Segundo informação divulgada pelo Gabinete de Imprensa da Câmara Municipal da Mealhada, no final da tarde de quinta-feira, 24 de […]

Segundo informação divulgada pelo Gabinete de Imprensa da Câmara Municipal da Mealhada, no final da tarde de quinta-feira, 24 de maio, a autarquia mealhadense “entregou, no início desta semana, uma providência cautelar contra o Ministério das Finanças, que exige a suspensão de retenção de cinco por cento do Imposto Municipal sobre Imóveis (IMI)”. Segundo a mesma fonte, o executivo segue, “assim, as orientações da Associação Nacional de Municípios Portugueses (ANMP)”. A referida providência cautelar foi entregue no Tribunal Administrativo e Fiscal de Aveiro.

No passado mês de abril, foi publicada uma portaria do Governo que estipula a retenção de cinco por cento do valor do IMI para 2011 e 2012. Uma medida que foi fortemente contestada pela ANMP, que a considerou gravosa e de asfixia financeira para o Poder Local, que apelou e exortou todos os municípios a precaverem-se contra o que consideraram ser a apropriação abusiva do Governo em 5% do IMI, instaurando as devidas providências cautelares.

Segundo a Associação Nacional de Municípios, citada pelo jornal Expresso, a medida do Governo “acarreta uma perda de 120 milhões para as autarquias”. “Sem personalidade jurídica para agir judicialmente em nome de todas as câmaras, a ANMP sugere que estas o façam por mote próprio. Para facilitar o processo, enviou um modelo de minuta a todas as autarquias. E entre as que já confirmaram a intenção de avançar para a Justiça com providências cautelares contam-se as autarquias de Beja, Benavente, Entroncamento, Faro” e, agora, também a Mealhada.

Para António José Ganhão, presidente da Câmara de Benavente e número dois da Associação Nacional de Municípios, a retenção imposta e justificada pelo Governo como forma de fazer face a despesas de reavaliação dos prédios urbanos representa uma apropriação indevida das receitas atribuídas aos governos locais. “Até a receita com os prédios que deixem de estar isentos passa para o Estado.
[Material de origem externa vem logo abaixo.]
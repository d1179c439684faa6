//! Citation index and completion candidates
//!
//! This crate keeps an in-memory index of bibliography entries per source
//! file and turns it into completion candidates for citation commands.
//!
//! Features:
//! - Brace-depth BibTeX entry splitting that tolerates malformed entries
//! - Per-source replace/forget index with stable source order
//! - Candidate list cached for a short window, with an injectable clock
//! - Thread-safe provider wrapper for multi-threaded hosts

mod candidate;
mod clock;
mod config;
mod entry;
mod error;
mod index;
pub mod parser;
mod provider;
mod query;

pub use candidate::Candidate;
pub use clock::{Clock, ManualClock, SystemClock};
pub use config::{CiteConfig, MAX_CACHE_WINDOW_MS};
pub use entry::{BibEntry, BibEntryType};
pub use error::{CiteError, ParseError, Result};
pub use index::SourceIndex;
pub use parser::{parse, parse_entries, BibParseError, BibParseResult};
pub use provider::{CitationProvider, SharedCitationProvider};
pub use query::{CandidateCache, QueryEngine};
//! Image processing: the crop engine and canvas compositing.
//!
//! | Operation | Crate / function |
//! |---|---|
//! | **Decode** | `image::ImageReader` (JPEG, PNG, WebP) |
//! | **Box crop** | normalized box → pixel rect, `crop_imm`, Lanczos3 downscale |
//! | **Canvas render** | zoom + pan placement, `imageops::overlay` |
//! | **Encode** | JPEG, quality 85 by default |
//!
//! The module is split into:
//! - **Calculations**: Pure functions for box, downscale and placement math (unit testable)
//! - **Parameters**: Data structures describing image operations
//! - **Backend**: [`ImageBackend`] trait + [`RustBackend`]
//! - **Operations**: High-level functions combining calculations + backend

pub mod backend;
mod calculations;
pub mod operations;
mod params;
pub mod rust_backend;

pub use backend::{BackendError, Canvas, Dimensions, ImageBackend, SourceImage};
pub use calculations::{
    PixelRect, Placement, box_to_pixel_rect, clamp_zoom, downscale_factor, downscaled_dimensions,
    fit_zoom,
};
pub use operations::{CropConfig, crop_to_box, plan_crop, render_canvas};
pub use params::{CompositeParams, CropParams, Quality};
pub use rust_backend::RustBackend;
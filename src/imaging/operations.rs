//! High-level image operations.
//!
//! These functions combine calculations with backend execution.
//! They take configuration, compute parameters, and call the backend.

use super::backend::{BackendError, Canvas, Dimensions, ImageBackend, SourceImage};
use super::calculations::{box_to_pixel_rect, canvas_placement, downscaled_dimensions};
use super::params::{CompositeParams, CropParams, Quality};
use crate::types::{BoundingBox, EncodedImage};

/// Result type for image operations.
pub type Result<T> = std::result::Result<T, BackendError>;

/// Configuration for box-driven crops.
#[derive(Debug, Clone)]
pub struct CropConfig {
    /// Cap on the longer output edge.
    pub max_edge: u32,
    pub quality: Quality,
}

impl Default for CropConfig {
    fn default() -> Self {
        Self {
            max_edge: 400,
            quality: Quality::default(),
        }
    }
}

/// Plan a crop without executing it.
///
/// Returns `None` for degenerate boxes; the caller leaves the field unset.
pub fn plan_crop(dims: Dimensions, bbox: &BoundingBox, config: &CropConfig) -> Option<CropParams> {
    let region = box_to_pixel_rect(bbox, dims.as_tuple())?;
    let (output_width, output_height) =
        downscaled_dimensions(region.width, region.height, config.max_edge);
    Some(CropParams {
        region,
        output_width,
        output_height,
        quality: config.quality,
    })
}

/// Crop the region a bounding box describes and encode it.
///
/// `Ok(None)` means "no crop possible" (degenerate box), not a failure.
pub fn crop_to_box(
    backend: &impl ImageBackend,
    source: &SourceImage,
    bbox: &BoundingBox,
    config: &CropConfig,
) -> Result<Option<EncodedImage>> {
    match plan_crop(source.dimensions(), bbox, config) {
        Some(params) => backend.crop(source, &params).map(Some),
        None => Ok(None),
    }
}

/// Plan a canvas render: `source` scaled by `zoom`, centered, shifted by `offset`.
pub fn plan_composite(
    dims: Dimensions,
    zoom: f64,
    offset: (f64, f64),
    canvas_size: u32,
) -> CompositeParams {
    CompositeParams {
        canvas_size,
        placement: canvas_placement(dims.as_tuple(), zoom, offset, canvas_size),
    }
}

/// Render a source image onto a square canvas.
pub fn render_canvas(
    backend: &impl ImageBackend,
    source: &SourceImage,
    zoom: f64,
    offset: (f64, f64),
    canvas_size: u32,
) -> Result<Canvas> {
    let params = plan_composite(source.dimensions(), zoom, offset, canvas_size);
    backend.composite(source, &params)
}
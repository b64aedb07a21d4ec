//! Parameter types for image operations.
//!
//! These structs describe *what* to do, not *how* to do it. They are the
//! interface between the high-level [`operations`](super::operations) module
//! (which plans crops and canvas renders) and the [`backend`](super::backend)
//! (which does the pixel work). Keeping them separate lets tests swap in a
//! recording backend without touching the planning logic.
//!
//! ## Types
//!
//! - [`Quality`]: Lossy encoding quality (1–100, default 85). Clamped on construction.
//! - [`CropParams`]: Pixel region to cut from a source plus the downscaled output size.
//! - [`CompositeParams`]: Square canvas size and where the scaled source lands on it.

use super::calculations::{PixelRect, Placement};

/// Quality setting for lossy image encoding (1-100).
#[derive(Debug, Clone, Copy, PartialEq, Eq)]
pub struct Quality(pub u8);

impl Quality {
    pub fn new(value: u32) -> Self {
        Self(value.clamp(1, 100) as u8)
    }

    pub fn value(self) -> u8 {
        self.0
    }
}

impl Default for Quality {
    fn default() -> Self {
        Self(85)
    }
}

/// Parameters for a crop-and-encode operation.
#[derive(Debug, Clone, PartialEq)]
pub struct CropParams {
    /// Region of the source to keep.
    pub region: PixelRect,
    /// Final output dimensions (region scaled down, never up).
    pub output_width: u32,
    pub output_height: u32,
    pub quality: Quality,
}

/// Parameters for rendering a source image onto the adjuster canvas.
#[derive(Debug, Clone, PartialEq)]
pub struct CompositeParams {
    /// Side length of the square canvas.
    pub canvas_size: u32,
    pub placement: Placement,
}
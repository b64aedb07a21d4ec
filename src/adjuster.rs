//! Manual pan/zoom adjustment of a contact graphic.
//!
//! A [`GraphicAdjuster`] exists only while the user is editing one slot. It
//! is created by [`GraphicAdjuster::open`] and consumed by
//! [`apply`](GraphicAdjuster::apply) or [`cancel`](GraphicAdjuster::cancel),
//! so the closed state is simply "no adjuster value".
//!
//! ## State machine
//!
//! ```text
//!            open()                          apply() → EncodedImage
//! Closed ──────────────▶ Open(index, zoom, offset) ──────────────▶ Closed
//!                          │  ▲                  cancel()
//!                          └──┘ SelectImage / Zoom / Pointer* / Pan
//! ```
//!
//! Transitions are the pure function [`transition`]; the adjuster only adds
//! rendering through an [`ImageBackend`]. Everything happens in canvas pixel
//! space: the normalized bounding-box math of the crop engine is not used
//! here, only the box's image index to pick the initial source.
//!
//! ## Photo guide
//!
//! For [`GraphicSlot::Photo`] the [`preview`](GraphicAdjuster::preview)
//! dims everything outside a centered circle. [`apply`](GraphicAdjuster::apply)
//! renders a fresh canvas, so the guide never reaches the saved pixels.

use crate::imaging::{
    BackendError, Canvas, Dimensions, ImageBackend, Quality, SourceImage, clamp_zoom, fit_zoom,
    render_canvas,
};
use crate::types::{BoundingBox, EncodedImage, GraphicSlot};
use tracing::{debug, info};

/// Canvas and zoom limits for the adjuster.
#[derive(Debug, Clone, PartialEq)]
pub struct AdjusterConfig {
    /// Side of the square canvas; also the reference square for the fit zoom.
    pub canvas_size: u32,
    pub zoom_min: f64,
    pub zoom_max: f64,
    pub quality: Quality,
}

impl Default for AdjusterConfig {
    fn default() -> Self {
        Self {
            canvas_size: 400,
            zoom_min: 0.1,
            zoom_max: 3.0,
            quality: Quality::default(),
        }
    }
}

impl AdjusterConfig {
    /// Initial zoom for a source of the given size.
    pub fn fit_zoom(&self, dims: Dimensions) -> f64 {
        fit_zoom(dims.as_tuple(), self.canvas_size, self.zoom_min, self.zoom_max)
    }
}

/// User input delivered to an open adjuster.
#[derive(Debug, Clone, Copy, PartialEq)]
pub enum AdjustEvent {
    /// Switch to another submitted image.
    SelectImage(usize),
    /// Set the zoom factor (clamped).
    Zoom(f64),
    /// Start of a drag (mouse press / touch start).
    PointerDown { x: f64, y: f64 },
    /// Pointer movement; only pans while a drag is active.
    PointerMove { x: f64, y: f64 },
    /// End of a drag (release / touch end).
    PointerUp,
    /// Direct offset nudge, independent of any drag.
    Pan { dx: f64, dy: f64 },
}

/// Adjuster state while open.
#[derive(Debug, Clone, Copy, PartialEq)]
pub struct AdjustState {
    pub selected: usize,
    pub zoom: f64,
    pub offset: (f64, f64),
    /// Last pointer position of the active drag, if any.
    pub drag_anchor: Option<(f64, f64)>,
}

impl AdjustState {
    /// Entry state for `index`: fit zoom, no offset, no drag.
    pub fn fitted(index: usize, dims: Dimensions, config: &AdjusterConfig) -> Self {
        Self {
            selected: index,
            zoom: config.fit_zoom(dims),
            offset: (0.0, 0.0),
            drag_anchor: None,
        }
    }

    pub fn is_dragging(&self) -> bool {
        self.drag_anchor.is_some()
    }
}

/// Apply one event to the state.
///
/// `sources` are the dimensions of the submitted images, in order. Events
/// that would leave the state invalid (out-of-range image, non-finite zoom)
/// are ignored.
pub fn transition(
    state: AdjustState,
    event: AdjustEvent,
    sources: &[Dimensions],
    config: &AdjusterConfig,
) -> AdjustState {
    match event {
        AdjustEvent::SelectImage(index) => match sources.get(index) {
            Some(dims) => AdjustState::fitted(index, *dims, config),
            None => state,
        },
        AdjustEvent::Zoom(value) if value.is_finite() => AdjustState {
            zoom: clamp_zoom(value, config.zoom_min, config.zoom_max),
            ..state
        },
        AdjustEvent::Zoom(_) => state,
        AdjustEvent::PointerDown { x, y } => AdjustState {
            drag_anchor: Some((x, y)),
            ..state
        },
        AdjustEvent::PointerMove { x, y } => match state.drag_anchor {
            Some((ax, ay)) => match shifted(state.offset, x - ax, y - ay) {
                Some(offset) => AdjustState {
                    offset,
                    drag_anchor: Some((x, y)),
                    ..state
                },
                None => state,
            },
            None => state,
        },
        AdjustEvent::PointerUp => AdjustState {
            drag_anchor: None,
            ..state
        },
        AdjustEvent::Pan { dx, dy } => match shifted(state.offset, dx, dy) {
            Some(offset) => AdjustState { offset, ..state },
            None => state,
        },
    }
}

/// Offset moved by `(dx, dy)`, or `None` if it would stop being finite.
fn shifted(offset: (f64, f64), dx: f64, dy: f64) -> Option<(f64, f64)> {
    let next = (offset.0 + dx, offset.1 + dy);
    (next.0.is_finite() && next.1.is_finite()).then_some(next)
}

/// An open adjustment session for one graphic slot.
pub struct GraphicAdjuster<'a, B: ImageBackend> {
    backend: &'a B,
    sources: &'a [SourceImage],
    dims: Vec<Dimensions>,
    slot: GraphicSlot,
    config: AdjusterConfig,
    state: AdjustState,
}

impl<'a, B: ImageBackend> GraphicAdjuster<'a, B> {
    /// Open the adjuster for `slot`.
    ///
    /// Starts on the box's image index when it refers to a submitted image,
    /// otherwise on image 0. Returns `None` when there are no images.
    pub fn open(
        backend: &'a B,
        sources: &'a [SourceImage],
        slot: GraphicSlot,
        initial_box: Option<&BoundingBox>,
        config: AdjusterConfig,
    ) -> Option<Self> {
        let dims: Vec<Dimensions> = sources.iter().map(SourceImage::dimensions).collect();
        let first = *dims.first()?;
        let (index, start_dims) = initial_box
            .and_then(|b| dims.get(b.image_index).map(|d| (b.image_index, *d)))
            .unwrap_or((0, first));
        let state = AdjustState::fitted(index, start_dims, &config);
        debug!(%slot, index, zoom = state.zoom, "adjuster opened");
        Some(Self {
            backend,
            sources,
            dims,
            slot,
            config,
            state,
        })
    }

    pub fn slot(&self) -> GraphicSlot {
        self.slot
    }

    pub fn state(&self) -> &AdjustState {
        &self.state
    }

    pub fn image_count(&self) -> usize {
        self.sources.len()
    }

    /// Feed one event. Returns `true` when the view changed and should be
    /// re-rendered.
    pub fn handle(&mut self, event: AdjustEvent) -> bool {
        let next = transition(self.state, event, &self.dims, &self.config);
        let view_changed = next.selected != self.state.selected
            || next.zoom != self.state.zoom
            || next.offset != self.state.offset;
        if next.selected != self.state.selected {
            debug!(slot = %self.slot, index = next.selected, "adjuster switched image");
        }
        self.state = next;
        view_changed
    }

    fn selected_source(&self) -> &SourceImage {
        // `selected` only ever holds an index validated against `sources`
        &self.sources[self.state.selected]
    }

    /// Render the current view without any guide overlay.
    pub fn render(&self) -> Result<Canvas, BackendError> {
        render_canvas(
            self.backend,
            self.selected_source(),
            self.state.zoom,
            self.state.offset,
            self.config.canvas_size,
        )
    }

    /// Render the current view for display, with the circular guide for photos.
    pub fn preview(&self) -> Result<Canvas, BackendError> {
        let mut canvas = self.render()?;
        if self.slot == GraphicSlot::Photo {
            overlay_circle_guide(&mut canvas);
        }
        Ok(canvas)
    }

    /// Finish the session and return the encoded slot image.
    pub fn apply(self) -> Result<EncodedImage, BackendError> {
        let canvas = self.render()?;
        let image = self.backend.encode(&canvas, self.config.quality)?;
        info!(
            slot = %self.slot,
            index = self.state.selected,
            zoom = self.state.zoom,
            offset_x = self.state.offset.0,
            offset_y = self.state.offset.1,
            "adjusted graphic applied"
        );
        Ok(image)
    }

    /// Close the session without producing anything.
    pub fn cancel(self) {
        debug!(slot = %self.slot, "adjuster cancelled");
    }
}

/// Dim everything outside the largest centered circle to half brightness.
pub fn overlay_circle_guide(canvas: &mut Canvas) {
    let (w, h) = canvas.dimensions();
    let cx = w as f64 / 2.0;
    let cy = h as f64 / 2.0;
    let radius = cx.min(cy);
    for (x, y, px) in canvas.enumerate_pixels_mut() {
        let dx = x as f64 + 0.5 - cx;
        let dy = y as f64 + 0.5 - cy;
        if dx * dx + dy * dy > radius * radius {
            for c in px.0.iter_mut().take(3) {
                *c /= 2;
            }
        }
    }
}
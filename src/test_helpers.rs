//! Shared test utilities for the cardscan test suite.
//!
//! Builds synthetic card images in memory so tests never depend on fixture
//! files, and provides a filled-in contact record.
//!
//! # Usage
//!
//! ```rust
//! use crate::test_helpers::*;
//!
//! let img = quadrant_image(200, 100);
//! let bytes = encode_png(&img);
//! let contact = sample_contact();
//! ```

use crate::types::{ContactField, ContactRecord};
use image::{DynamicImage, ImageFormat, Rgb, RgbImage};
use std::io::Cursor;

pub const RED: Rgb<u8> = Rgb([220, 30, 30]);
pub const GREEN: Rgb<u8> = Rgb([30, 220, 30]);
pub const BLUE: Rgb<u8> = Rgb([30, 30, 220]);
pub const YELLOW: Rgb<u8> = Rgb([220, 220, 30]);

// =========================================================================
// Synthetic images
// =========================================================================

/// Image split into four solid quadrants: red (top-left), green (top-right),
/// blue (bottom-left), yellow (bottom-right).
pub fn quadrant_image(width: u32, height: u32) -> DynamicImage {
    let img = RgbImage::from_fn(width, height, |x, y| {
        match (x < width / 2, y < height / 2) {
            (true, true) => RED,
            (false, true) => GREEN,
            (true, false) => BLUE,
            (false, false) => YELLOW,
        }
    });
    DynamicImage::ImageRgb8(img)
}

/// Single solid-color image.
pub fn solid_image(width: u32, height: u32, color: Rgb<u8>) -> DynamicImage {
    DynamicImage::ImageRgb8(RgbImage::from_pixel(width, height, color))
}

/// Lossless PNG bytes for an image.
pub fn encode_png(img: &DynamicImage) -> Vec<u8> {
    let mut buf = Cursor::new(Vec::new());
    img.write_to(&mut buf, ImageFormat::Png).unwrap();
    buf.into_inner()
}

/// True when every channel of `actual` is within `tolerance` of `expected`.
/// JPEG round trips shift solid colors slightly.
pub fn color_close(actual: Rgb<u8>, expected: Rgb<u8>, tolerance: u8) -> bool {
    actual
        .0
        .iter()
        .zip(expected.0.iter())
        .all(|(a, e)| a.abs_diff(*e) <= tolerance)
}

// =========================================================================
// Contacts
// =========================================================================

/// A contact with every string field populated.
pub fn sample_contact() -> ContactRecord {
    let mut c = ContactRecord::default();
    for (field, value) in [
        (ContactField::FirstName, "Jane"),
        (ContactField::LastName, "Doe"),
        (ContactField::FullName, "Jane Doe"),
        (ContactField::Organization, "Acme Corp"),
        (ContactField::JobTitle, "Chief Widget Officer"),
        (ContactField::Email, "jane@acme.example"),
        (ContactField::Phone, "+1 555 0100"),
        (ContactField::Mobile, "+1 555 0199"),
        (ContactField::Website, "https://acme.example"),
        (ContactField::Address, "1 Main St"),
        (ContactField::City, "Springfield"),
        (ContactField::State, "IL"),
        (ContactField::ZipCode, "62701"),
        (ContactField::Country, "USA"),
        (ContactField::Notes, "Met at the expo"),
    ] {
        c.set(field, value);
    }
    c
}
//! CLI output formatting.
//!
//! # Output Format
//!
//! ## Contact
//!
//! ```text
//! Contact
//!     Full name: Jane Doe
//!     Organization: Acme Corp
//!     Email: jane@acme.example
//! ```
//!
//! ## Crop
//!
//! ```text
//! Graphics
//!     logo: cropped 400x240 from image 1
//!         Saved: out/logo.jpg
//!     photo: no bounding box
//! ```
//!
//! ## Adjust
//!
//! ```text
//! photo: image 2, zoom 1.25, offset (30, -10) → 400x400
//!     Saved: out/photo.jpg
//! ```
//!
//! # Architecture
//!
//! Each output has a `format_*` function (returns `Vec<String>`) for
//! testability and a `print_*` wrapper that writes to stdout. Format
//! functions are pure: no I/O.

use crate::adjuster::AdjustState;
use crate::pipeline::{CropReport, SlotOutcome};
use crate::types::{ContactField, ContactRecord, EncodedImage, GraphicSlot};
use std::path::{Path, PathBuf};

/// Return indentation string: 4 spaces per depth level.
fn indent(depth: usize) -> String {
    "    ".repeat(depth)
}

fn field_label(field: ContactField) -> &'static str {
    match field {
        ContactField::FirstName => "First name",
        ContactField::LastName => "Last name",
        ContactField::FullName => "Full name",
        ContactField::Organization => "Organization",
        ContactField::JobTitle => "Job title",
        ContactField::Email => "Email",
        ContactField::Phone => "Phone",
        ContactField::Mobile => "Mobile",
        ContactField::Website => "Website",
        ContactField::Address => "Address",
        ContactField::City => "City",
        ContactField::State => "State",
        ContactField::ZipCode => "Zip code",
        ContactField::Country => "Country",
        ContactField::Notes => "Notes",
    }
}

// ============================================================================
// Contact
// ============================================================================

/// Format the non-empty fields of a contact.
pub fn format_contact(contact: &ContactRecord) -> Vec<String> {
    let mut lines = vec!["Contact".to_string()];
    let mut any = false;
    for field in ContactField::ALL {
        if let Some(value) = contact.get(field) {
            lines.push(format!("{}{}: {}", indent(1), field_label(field), value));
            any = true;
        }
    }
    if !any {
        lines.push(format!("{}(no fields)", indent(1)));
    }
    lines
}

pub fn print_contact(contact: &ContactRecord) {
    for line in format_contact(contact) {
        println!("{}", line);
    }
}

// ============================================================================
// Crop
// ============================================================================

fn outcome_text(outcome: &SlotOutcome) -> String {
    match outcome {
        SlotOutcome::Cropped {
            image_index,
            width,
            height,
        } => format!("cropped {}x{} from image {}", width, height, image_index + 1),
        SlotOutcome::NoBox => "no bounding box".to_string(),
        SlotOutcome::IndexOutOfRange {
            image_index,
            image_count,
        } => format!(
            "skipped, box refers to image {} but {} submitted",
            image_index + 1,
            image_count
        ),
        SlotOutcome::Degenerate { image_index } => {
            format!("skipped, empty box on image {}", image_index + 1)
        }
    }
}

/// Format an auto-crop report with the paths the graphics were saved to.
pub fn format_crop_report(report: &CropReport, saved: &[(GraphicSlot, PathBuf)]) -> Vec<String> {
    let mut lines = vec!["Graphics".to_string()];
    for (slot, outcome) in &report.slots {
        lines.push(format!("{}{}: {}", indent(1), slot, outcome_text(outcome)));
        if let Some((_, path)) = saved.iter().find(|(s, _)| s == slot) {
            lines.push(format!("{}Saved: {}", indent(2), path.display()));
        }
    }
    lines
}

pub fn print_crop_report(report: &CropReport, saved: &[(GraphicSlot, PathBuf)]) {
    for line in format_crop_report(report, saved) {
        println!("{}", line);
    }
}

// ============================================================================
// Adjust
// ============================================================================

/// Format the result of an applied adjustment.
pub fn format_adjust_result(
    slot: GraphicSlot,
    state: &AdjustState,
    image: &EncodedImage,
    saved: &Path,
    preview: Option<&Path>,
) -> Vec<String> {
    let mut lines = vec![format!(
        "{}: image {}, zoom {:.2}, offset ({}, {}) → {}x{}",
        slot,
        state.selected + 1,
        state.zoom,
        state.offset.0,
        state.offset.1,
        image.width,
        image.height
    )];
    lines.push(format!("{}Saved: {}", indent(1), saved.display()));
    if let Some(p) = preview {
        lines.push(format!("{}Preview: {}", indent(1), p.display()));
    }
    lines
}

pub fn print_adjust_result(
    slot: GraphicSlot,
    state: &AdjustState,
    image: &EncodedImage,
    saved: &Path,
    preview: Option<&Path>,
) {
    for line in format_adjust_result(slot, state, image, saved, preview) {
        println!("{}", line);
    }
}

// ============================================================================
// vCard
// ============================================================================

pub fn format_vcard_saved(path: &Path, mime: &str) -> String {
    format!("vCard: {} ({})", path.display(), mime)
}

pub fn print_vcard_saved(path: &Path, mime: &str) {
    println!("{}", format_vcard_saved(path, mime));
}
Isto é de todo inaceitável, é levar as autarquias à exaustão financeira”, disse à Lusa António José Ganhão, que acrescentou: “A nossa expectativa é que seja feita justiça, é que se verifique a legalidade desta atuação”.

Já Fernando Ruas, presidente da ANMP, comentou o assunto dizendo entender que o Ministério das Finanças queira “resolver os seus problemas” e anunciou que iria pedir ao Provedor de Justiça que solicite a inconstitucionalidade da portaria junto do Tribunal Constitucional, dada “a apropriação ilegitima de receitas municipais”. “Nós estamos de acordo que é preciso pôr as contas públicas disciplinadas” disse o também presidente da Câmara de Viseu, “mas que seja com equidade e que não seja sempre de quem está mais à mão”. Também o presidente da autarquia de Faro, Macário Correia, acusou hoje o Governo de criar um clima inédito de “ataque, humilhação e perseguição permanente” aos autarcas, razão porque interporá a providência cautelar contra a retenção de 5% do IMI. O autarca social-democrata recomendou ainda ao Governo “mais diálogo e mais serenidade, em vez deste ataque cerrado que é feito aos autarcas”.